Are you saying that you tried to start your proof with the statement that you are needing to prove? If so, then this would be invalid. You need to start with what you've been given, and then work logically to what you're trying to prove. The statement to be proved should come at the end of the proof, not at the beginning.

Meanwhile, it sounds from your reply that you have done a fair amount of work on this, including the "start" at which I'd hinted. Please reply showing your work and reasoning so far. Thank you!

 

[wakajo]

Ok yea that's what I thought. I tried setting the equation up with r1r1/(r1+r2)>0 and tried playing with it to make it look like the inequality I need to prove. However I spent hours getting nowhere. I don't know what work to show you as it all is just manipulations of an inequality hoping that somehow it would work out. what I really don't understand is how to go from from the original equation to an inequality

 

[Ishuda]

Ok yea that's what I thought. I tried setting the equation up with r1r1/(r1+r2)>0 and tried playing with it to make it look like the inequality I need to prove. However I spent hours getting nowhere. I don't know what work to show you as it all is just manipulations of an inequality hoping that somehow it would work out. what I really don't understand is how to go from from the original equation to an inequality

R = \(\displaystyle \frac{R1\space R2}{R1\space +\space R2}\)
or
R² = \(\displaystyle \frac{R1^2 R2^2}{(R1\space +\space R2)^2}\) = \(\displaystyle \frac{R1^2 R2^2}{R1^2+\space 2\space R1\space R2 +\space R2^2}\)

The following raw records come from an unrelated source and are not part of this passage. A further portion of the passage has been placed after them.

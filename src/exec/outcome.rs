use std::collections::BTreeMap;
use std::fmt;
use std::sync::Arc;
use std::time::Duration;

use serde::Serialize;

use registry::Output;
use resolve::ExecutionPlan;

/// Where a module is in its lifecycle for the current run.
///
/// `Pending -> Running -> {Succeeded, Failed, TimedOut}`, or
/// `Pending -> Skipped` when the module never starts.
#[derive(Debug, Clone, Copy, PartialEq, Eq, Serialize)]
#[serde(rename_all = "snake_case")]
pub enum ModuleStatus {
    Pending,
    Running,
    Succeeded,
    Failed,
    Skipped,
    TimedOut,
}

impl ModuleStatus {
    pub fn is_terminal(&self) -> bool {
        !matches!(self, Self::Pending | Self::Running)
    }

    /// Short uppercase label used by the text UI.
    pub fn label(&self) -> &'static str {
        match self {
            Self::Pending => "PENDING",
            Self::Running => "RUN",
            Self::Succeeded => "COMPLETED",
            Self::Failed => "FAILED",
            Self::Skipped => "SKIPPED",
            Self::TimedOut => "TIMED OUT",
        }
    }
}

/// What happened to one module in one run.
#[derive(Debug, Clone, PartialEq, Eq, Serialize)]
pub struct ModuleOutcome {
    pub module: String,
    pub status: ModuleStatus,
    /// Reason for anything other than success.
    pub message: Option<String>,
    /// Wall time spent running the module (zero if it never ran).
    pub elapsed: Duration,
}

/// A module that didn't succeed, and why.
#[derive(Debug, Clone, PartialEq, Eq, Serialize)]
pub struct ModuleError {
    pub module: String,
    pub message: String,
}

impl fmt::Display for ModuleError {
    fn fmt(&self, f: &mut fmt::Formatter<'_>) -> fmt::Result {
        write!(f, "{}: {}", self.module, self.message)
    }
}

/// Overall result of a run.
#[derive(Debug, Clone, Copy, PartialEq, Eq, Serialize)]
#[serde(rename_all = "snake_case")]
pub enum RunStatus {
    /// Every module was attempted; some may still have failed or been skipped.
    Completed,
    /// The run was refused before any module ran (e.g. invalid input).
    Failed,
    /// A prior run was reused and no module was executed.
    Reused,
}

/// Report of a single run.
#[derive(Debug, Clone, Serialize)]
pub struct ExecutionResult {
    /// The plan that was executed.
    pub plan: ExecutionPlan,
    pub status: RunStatus,
    /// Modules that succeeded, in plan order.
    pub modules_run: Vec<String>,
    /// Every module that didn't succeed, in plan order.
    pub errors: Vec<ModuleError>,
    /// One entry per plan module, in plan order.
    pub outcomes: Vec<ModuleOutcome>,
    /// Outputs of the modules that ran in this run.
    #[serde(skip)]
    pub outputs: BTreeMap<String, Arc<Output>>,
    /// Id of the reused run, if the reuse coordinator gave one.
    pub run_id: Option<String>,
    pub elapsed: Duration,
}

impl ExecutionResult {
    /// True if the run completed (or was reused) with no module errors.
    pub fn is_success(&self) -> bool {
        self.status != RunStatus::Failed && self.errors.is_empty()
    }

    pub fn outcome(&self, module: &str) -> Option<&ModuleOutcome> {
        self.outcomes.iter().find(|o| o.module == module)
    }

    pub fn status_of(&self, module: &str) -> Option<ModuleStatus> {
        self.outcome(module).map(|o| o.status)
    }

    pub fn output(&self, module: &str) -> Option<&Output> {
        self.outputs.get(module).map(|o| &**o)
    }

    fn with_status(&self, status: ModuleStatus) -> impl Iterator<Item = &ModuleOutcome> + '_ {
        self.outcomes.iter().filter(move |o| o.status == status)
    }

    /// Modules that were skipped, with the reason.
    pub fn skipped(&self) -> Vec<(&str, &str)> {
        self.with_status(ModuleStatus::Skipped)
            .map(|o| (o.module.as_str(), o.message.as_deref().unwrap_or_default()))
            .collect()
    }

    /// Modules that failed or timed out.
    pub fn failed(&self) -> Vec<&str> {
        self.outcomes
            .iter()
            .filter(|o| matches!(o.status, ModuleStatus::Failed | ModuleStatus::TimedOut))
            .map(|o| o.module.as_str())
            .collect()
    }
}
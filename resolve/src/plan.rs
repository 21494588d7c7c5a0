use std::collections::{BTreeMap, BTreeSet};

use serde::Serialize;

use registry::Category;

/// Why a module is part of a plan.
#[derive(Debug, Clone, PartialEq, Eq, Serialize)]
#[serde(rename_all = "snake_case")]
pub enum Inclusion {
    /// Named in the request.
    Requested,
    /// Not requested, but the named module needs it.
    DependencyOf(String),
}

/// Per-module information recorded in a plan.
#[derive(Debug, Clone, PartialEq, Eq, Serialize)]
pub struct PlanEntry {
    pub category: Category,
    pub dependencies: BTreeSet<String>,
    pub inclusion: Inclusion,
}

/// Validated, ordered closure of the modules needed to satisfy a request.
///
/// Every module in `order` appears after all of its dependencies.
#[derive(Debug, Clone, Default, PartialEq, Eq, Serialize)]
pub struct ExecutionPlan {
    /// Modules named in the request.
    pub requested: BTreeSet<String>,
    /// Execution order.
    pub order: Vec<String>,
    /// Dependency graph restricted to the modules in this plan.
    pub graph: BTreeMap<String, PlanEntry>,
    /// Advisory messages, e.g. modules added only as dependencies.
    pub warnings: Vec<String>,
}

impl ExecutionPlan {
    #[inline]
    pub fn modules(&self) -> &[String] {
        &self.order
    }

    #[inline]
    pub fn len(&self) -> usize {
        self.order.len()
    }

    #[inline]
    pub fn is_empty(&self) -> bool {
        self.order.is_empty()
    }

    pub fn contains(&self, module: &str) -> bool {
        self.graph.contains_key(module)
    }

    /// Position of `module` in the execution order.
    pub fn position(&self, module: &str) -> Option<usize> {
        self.order.iter().position(|m| m == module)
    }

    pub fn entry(&self, module: &str) -> Option<&PlanEntry> {
        self.graph.get(module)
    }

    pub fn dependencies_of(&self, module: &str) -> Option<&BTreeSet<String>> {
        self.graph.get(module).map(|e| &e.dependencies)
    }

    /// Modules in the plan that weren't requested, in execution order.
    pub fn added_as_dependencies(&self) -> Vec<&str> {
        self.order
            .iter()
            .filter(|m| !self.requested.contains(*m))
            .map(String::as_str)
            .collect()
    }
}
mod id;
pub use id::NodeIdx;

mod id_vec;
pub use id_vec::IdVec;

mod timer;
pub use timer::Timer;

/// Cycle search over index graphs
pub mod cycle;

pub type Hasher = std::hash::BuildHasherDefault<rustc_hash::FxHasher>;
pub type HashMap<K, V> = std::collections::HashMap<K, V, Hasher>;
pub type HashSet<T> = std::collections::HashSet<T, Hasher>;
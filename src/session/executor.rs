//! Executes one round's worth of planned actions against a page driver.
//!
//! Actions are isolated from each other: a failing action is logged and the
//! batch continues, since later actions frequently target elements unrelated
//! to the broken one. The only thing that aborts a batch early is the page
//! flipping into its submitted state mid-round.

use std::path::Path;
use std::time::Duration;

use tracing::{debug, info, warn};

use crate::browser::{DriverError, Locator, PageDriver};
use crate::planner::{Action, ActionKind};

/// Marker the target job boards render once an application is submitted.
/// Probed before every action so a successful submit mid-batch stops the
/// remaining actions from mangling the confirmation page.
pub const SUCCESS_MARKER: &str = "//div[contains(text(), 'Thank you for applying')]";

/// What happened while running a batch of actions.
#[derive(Debug, Default, PartialEq, Eq)]
pub struct ExecutionReport {
    /// The submitted-confirmation marker appeared, aborting the batch
    pub success_marker_seen: bool,
    pub executed: usize,
    pub failed: usize,
}

/// Run every action in order. `settle` is the pause granted to pages that
/// populate dropdown suggestions asynchronously.
pub async fn perform_all<D: PageDriver + ?Sized>(
    driver: &D,
    actions: &[Action],
    settle: Duration,
) -> ExecutionReport {
    let mut report = ExecutionReport::default();

    // Consent overlays swallow clicks on everything underneath them.
    if driver.dismiss_overlay().await.unwrap_or(false) {
        info!("dismissed consent overlay before running actions");
    }

    let marker = Locator::infer(SUCCESS_MARKER);
    for action in actions {
        if driver.element_present(&marker).await {
            info!("submission confirmation appeared, stopping remaining actions");
            report.success_marker_seen = true;
            break;
        }

        match perform(driver, action, settle).await {
            Ok(marker_seen) => {
                report.executed += 1;
                if marker_seen {
                    report.success_marker_seen = true;
                    break;
                }
            }
            Err(e) => {
                warn!(
                    kind = ?action.kind,
                    selector = %action.selector,
                    error = %e,
                    "action failed, continuing with the rest of the batch"
                );
                report.failed += 1;
            }
        }
    }

    report
}

/// Run a single action. Returns `Ok(true)` when the submitted marker showed
/// up partway through a composite action.
async fn perform<D: PageDriver + ?Sized>(
    driver: &D,
    action: &Action,
    settle: Duration,
) -> Result<bool, DriverError> {
    let locator = Locator::infer(&action.selector);
    debug!(kind = ?action.kind, locator = %locator, "performing action");

    match action.kind {
        ActionKind::Click => driver.click(&locator).await?,
        ActionKind::Type => {
            let text = require(action.text.as_deref(), "text")?;
            driver.fill(&locator, text).await?;
        }
        ActionKind::Select => {
            let option = require(action.option_text.as_deref(), "option_text")?;
            driver.select_option(&locator, option).await?;
        }
        ActionKind::DynamicSelect => {
            let option = require(action.option_text.as_deref(), "option_text")?;
            driver.click(&locator).await?;
            driver.fill(&locator, option).await?;
            // Suggestion lists populate from the network after typing.
            tokio::time::sleep(settle).await;
            let marker = Locator::infer(SUCCESS_MARKER);
            if driver.element_present(&marker).await {
                return Ok(true);
            }
            driver.press_keys(&["ArrowDown", "Enter"]).await?;
        }
        ActionKind::Check => {
            if !driver.is_checked(&locator).await? {
                driver.click(&locator).await?;
            }
        }
        ActionKind::Upload => {
            let path = require(action.file_path.as_deref(), "file_path")?;
            driver.upload_file(&locator, Path::new(path)).await?;
        }
    }

    Ok(false)
}

fn require<'a>(field: Option<&'a str>, name: &str) -> Result<&'a str, DriverError> {
    field.ok_or_else(|| DriverError::Other(format!("action is missing its {name} payload")))
}

#[cfg(test)]
mod tests {
    use super::*;
    use crate::session::testkit::MockDriver;

    fn click(selector: &str) -> Action {
        Action {
            kind: ActionKind::Click,
            selector: selector.into(),
            text: None,
            option_text: None,
            file_path: None,
        }
    }

    fn type_into(selector: &str, text: &str) -> Action {
        Action {
            kind: ActionKind::Type,
            selector: selector.into(),
            text: Some(text.into()),
            option_text: None,
            file_path: None,
        }
    }

    #[tokio::test]
    async fn a_failing_action_does_not_stop_the_batch() {
        let driver = MockDriver::new();
        driver.fail_selector("#broken");

        let actions = vec![click("#broken"), type_into("#name", "Ada")];
        let report = perform_all(&driver, &actions, Duration::ZERO).await;

        assert_eq!(report.failed, 1);
        assert_eq!(report.executed, 1);
        assert!(driver.calls().iter().any(|c| c.contains("fill css:#name")));
    }

    #[tokio::test]
    async fn success_marker_short_circuits_the_batch() {
        let driver = MockDriver::new();
        // visible before the second action
        driver.script_marker(vec![false, true]);

        let actions = vec![click("#first"), click("#second"), click("#third")];
        let report = perform_all(&driver, &actions, Duration::ZERO).await;

        assert!(report.success_marker_seen);
        assert_eq!(report.executed, 1);
        let calls = driver.calls();
        assert!(calls.iter().any(|c| c.contains("#first")));
        assert!(!calls.iter().any(|c| c.contains("#second")));
    }

    #[tokio::test]
    async fn check_only_clicks_unchecked_boxes() {
        let driver = MockDriver::new();
        driver.set_checked("#agree", true);

        let mut already = click("#agree");
        already.kind = ActionKind::Check;
        let mut fresh = click("#subscribe");
        fresh.kind = ActionKind::Check;

        perform_all(&driver, &[already, fresh], Duration::ZERO).await;

        let calls = driver.calls();
        assert!(!calls.iter().any(|c| c.starts_with("click") && c.contains("#agree")));
        assert!(calls.iter().any(|c| c.starts_with("click") && c.contains("#subscribe")));
    }

    #[tokio::test]
    async fn dynamic_select_walks_the_suggestion_list() {
        let driver = MockDriver::new();
        let action = Action {
            kind: ActionKind::DynamicSelect,
            selector: "//input[@placeholder='Country']".into(),
            text: None,
            option_text: Some("Norway".into()),
            file_path: None,
        };

        let report = perform_all(&driver, &[action], Duration::ZERO).await;
        assert_eq!(report.executed, 1);

        let calls = driver.calls();
        let click_idx = calls.iter().position(|c| c.starts_with("click")).unwrap();
        let fill_idx = calls.iter().position(|c| c.starts_with("fill")).unwrap();
        let keys_idx = calls
            .iter()
            .position(|c| c.starts_with("press ArrowDown+Enter"))
            .unwrap();
        assert!(click_idx < fill_idx && fill_idx < keys_idx);
    }

    #[tokio::test]
    async fn missing_payload_counts_as_a_failed_action() {
        let driver = MockDriver::new();
        let mut bad = click("#email");
        bad.kind = ActionKind::Type; // no text payload

        let report = perform_all(&driver, &[bad], Duration::ZERO).await;
        assert_eq!(report.failed, 1);
        assert_eq!(report.executed, 0);
    }
}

Can you go from there? if you are still stuck, highlight the area between the lines of *'s for a hint:
*******************************
Hint: If a and c are non-negative and b is positive \(\displaystyle \frac{a}{b+c}\le \frac{a}{b}\).
*******************************

 

[wakajo]

R = \(\displaystyle \frac{R1\space R2}{R1\space +\space R2}\)
or
R² = \(\displaystyle \frac{R1^2 R2^2}{(R1\space +\space R2)^2}\) = \(\displaystyle \frac{R1^2 R2^2}{R1^2+\space 2\space R1\space R2 +\space R2^2}\)

Can you go from there? if you are still stuck, highlight the area between the lines of *'s for a hint:
*******************************
Hint: If a and c are non-negative and b is positive \(\displaystyle \frac{a}{b+c}\le \frac{a}{b}\).
*******************************

Thank you so much, I just never thought to square it like that!